*TASK OBJECTIVE*
Please copy the lines below exactly, from the first one through the line showing "pub fn format_bcd(value: u16)".

*EXERCISE DATA*
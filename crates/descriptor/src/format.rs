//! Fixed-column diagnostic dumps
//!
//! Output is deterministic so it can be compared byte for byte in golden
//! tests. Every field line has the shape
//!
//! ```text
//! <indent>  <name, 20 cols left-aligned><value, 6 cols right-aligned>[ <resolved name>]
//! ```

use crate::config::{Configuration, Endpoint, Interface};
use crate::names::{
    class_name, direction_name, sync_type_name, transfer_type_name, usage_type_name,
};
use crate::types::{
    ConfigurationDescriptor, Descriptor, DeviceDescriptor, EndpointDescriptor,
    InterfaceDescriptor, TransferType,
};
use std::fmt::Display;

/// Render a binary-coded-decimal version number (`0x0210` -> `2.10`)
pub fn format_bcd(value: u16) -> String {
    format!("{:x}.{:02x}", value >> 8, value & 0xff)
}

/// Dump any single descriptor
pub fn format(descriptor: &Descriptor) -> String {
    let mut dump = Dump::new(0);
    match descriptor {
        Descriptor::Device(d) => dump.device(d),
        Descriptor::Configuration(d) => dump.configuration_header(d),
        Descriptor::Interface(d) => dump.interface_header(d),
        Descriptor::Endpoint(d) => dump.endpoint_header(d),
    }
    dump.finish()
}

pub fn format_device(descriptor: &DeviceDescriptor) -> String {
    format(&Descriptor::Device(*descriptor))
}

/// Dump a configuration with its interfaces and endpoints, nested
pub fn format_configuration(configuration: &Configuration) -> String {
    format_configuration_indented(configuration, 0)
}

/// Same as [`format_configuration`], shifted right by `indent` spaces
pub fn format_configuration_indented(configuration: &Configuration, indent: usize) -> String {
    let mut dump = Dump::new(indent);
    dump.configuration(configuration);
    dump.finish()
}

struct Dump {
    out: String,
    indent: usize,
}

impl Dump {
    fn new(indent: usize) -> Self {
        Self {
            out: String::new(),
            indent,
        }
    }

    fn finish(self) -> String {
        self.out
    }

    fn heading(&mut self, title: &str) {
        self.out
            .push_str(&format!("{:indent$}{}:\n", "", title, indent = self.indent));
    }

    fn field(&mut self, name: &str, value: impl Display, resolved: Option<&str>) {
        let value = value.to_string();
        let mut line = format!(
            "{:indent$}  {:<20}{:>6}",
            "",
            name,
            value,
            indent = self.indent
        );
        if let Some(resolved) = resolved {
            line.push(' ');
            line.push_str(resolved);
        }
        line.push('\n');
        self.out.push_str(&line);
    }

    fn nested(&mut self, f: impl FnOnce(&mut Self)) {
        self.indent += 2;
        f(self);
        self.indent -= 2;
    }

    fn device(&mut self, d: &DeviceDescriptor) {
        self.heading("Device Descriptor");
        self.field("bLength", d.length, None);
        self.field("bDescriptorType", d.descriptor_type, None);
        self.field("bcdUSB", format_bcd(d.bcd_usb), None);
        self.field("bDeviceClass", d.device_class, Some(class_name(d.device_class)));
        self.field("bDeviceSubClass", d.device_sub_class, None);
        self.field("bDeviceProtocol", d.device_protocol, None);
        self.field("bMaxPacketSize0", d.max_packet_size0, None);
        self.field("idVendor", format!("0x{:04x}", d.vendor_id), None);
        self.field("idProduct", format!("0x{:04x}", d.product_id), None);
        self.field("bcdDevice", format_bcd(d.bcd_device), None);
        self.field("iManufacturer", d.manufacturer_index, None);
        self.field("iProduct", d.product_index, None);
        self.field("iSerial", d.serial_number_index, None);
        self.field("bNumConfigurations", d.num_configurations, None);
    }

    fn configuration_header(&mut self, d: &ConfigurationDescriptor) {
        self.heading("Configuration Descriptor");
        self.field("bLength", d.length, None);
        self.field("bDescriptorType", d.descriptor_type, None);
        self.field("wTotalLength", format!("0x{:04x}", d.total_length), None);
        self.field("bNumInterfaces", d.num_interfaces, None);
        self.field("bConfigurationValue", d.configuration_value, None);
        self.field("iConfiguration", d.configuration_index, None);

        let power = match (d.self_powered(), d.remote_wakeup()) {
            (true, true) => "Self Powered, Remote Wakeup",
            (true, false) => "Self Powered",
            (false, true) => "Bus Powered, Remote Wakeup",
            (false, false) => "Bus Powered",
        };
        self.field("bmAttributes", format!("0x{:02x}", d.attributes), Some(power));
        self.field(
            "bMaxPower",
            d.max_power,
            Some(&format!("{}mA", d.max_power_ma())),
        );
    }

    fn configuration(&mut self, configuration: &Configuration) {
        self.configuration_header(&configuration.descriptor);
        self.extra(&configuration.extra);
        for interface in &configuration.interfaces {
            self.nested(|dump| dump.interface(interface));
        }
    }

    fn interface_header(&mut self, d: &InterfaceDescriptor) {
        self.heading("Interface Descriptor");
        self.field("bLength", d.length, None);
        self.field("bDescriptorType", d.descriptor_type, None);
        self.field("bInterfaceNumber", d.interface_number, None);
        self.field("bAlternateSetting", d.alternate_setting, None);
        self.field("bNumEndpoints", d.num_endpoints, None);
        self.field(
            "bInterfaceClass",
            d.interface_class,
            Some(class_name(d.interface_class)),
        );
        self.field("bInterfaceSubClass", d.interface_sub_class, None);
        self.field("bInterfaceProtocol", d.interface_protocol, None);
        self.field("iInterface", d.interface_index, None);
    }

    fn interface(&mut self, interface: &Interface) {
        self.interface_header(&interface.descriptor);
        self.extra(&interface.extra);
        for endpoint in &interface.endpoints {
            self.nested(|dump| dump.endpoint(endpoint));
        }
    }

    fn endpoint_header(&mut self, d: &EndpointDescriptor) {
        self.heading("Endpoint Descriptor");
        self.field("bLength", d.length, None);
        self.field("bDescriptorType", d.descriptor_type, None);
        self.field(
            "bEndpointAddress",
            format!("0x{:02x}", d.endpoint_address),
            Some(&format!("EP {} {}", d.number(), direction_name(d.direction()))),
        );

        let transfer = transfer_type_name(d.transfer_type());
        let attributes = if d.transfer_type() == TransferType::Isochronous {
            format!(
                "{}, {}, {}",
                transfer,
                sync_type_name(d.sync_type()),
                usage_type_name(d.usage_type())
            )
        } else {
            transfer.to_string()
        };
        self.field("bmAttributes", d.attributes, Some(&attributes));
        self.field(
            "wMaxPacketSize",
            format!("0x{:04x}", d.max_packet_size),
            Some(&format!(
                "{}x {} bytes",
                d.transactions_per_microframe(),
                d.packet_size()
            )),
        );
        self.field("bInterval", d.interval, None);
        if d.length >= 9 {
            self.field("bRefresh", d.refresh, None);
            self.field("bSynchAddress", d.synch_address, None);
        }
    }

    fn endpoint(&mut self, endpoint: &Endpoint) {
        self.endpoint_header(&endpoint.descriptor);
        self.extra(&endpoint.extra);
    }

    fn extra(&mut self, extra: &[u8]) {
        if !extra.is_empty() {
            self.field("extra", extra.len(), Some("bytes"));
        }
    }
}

*SOLVED EXERCISE*
filename crates/descriptor/src/format.rs
//! Fixed-column diagnostic dumps
//!
//! Output is deterministic so it can be compared byte for byte in golden
//! tests. Every field line has the shape
//!
//! ```text
//! <indent>  <name, 20 cols left-aligned><value, 6 cols right-aligned>[ <resolved name>]
//! ```

use crate::config::{Configuration, Endpoint, Interface};
use crate::names::{
    class_name, direction_name, sync_type_name, transfer_type_name, usage_type_name,
};
use crate::types::{
    ConfigurationDescriptor, Descriptor, DeviceDescriptor, EndpointDescriptor,
    InterfaceDescriptor, TransferType,
};
use std::fmt::Display;

/// Render a binary-coded-decimal version number (`0x0210` -> `2.10`)
pub fn format_bcd(value: u16) -> String {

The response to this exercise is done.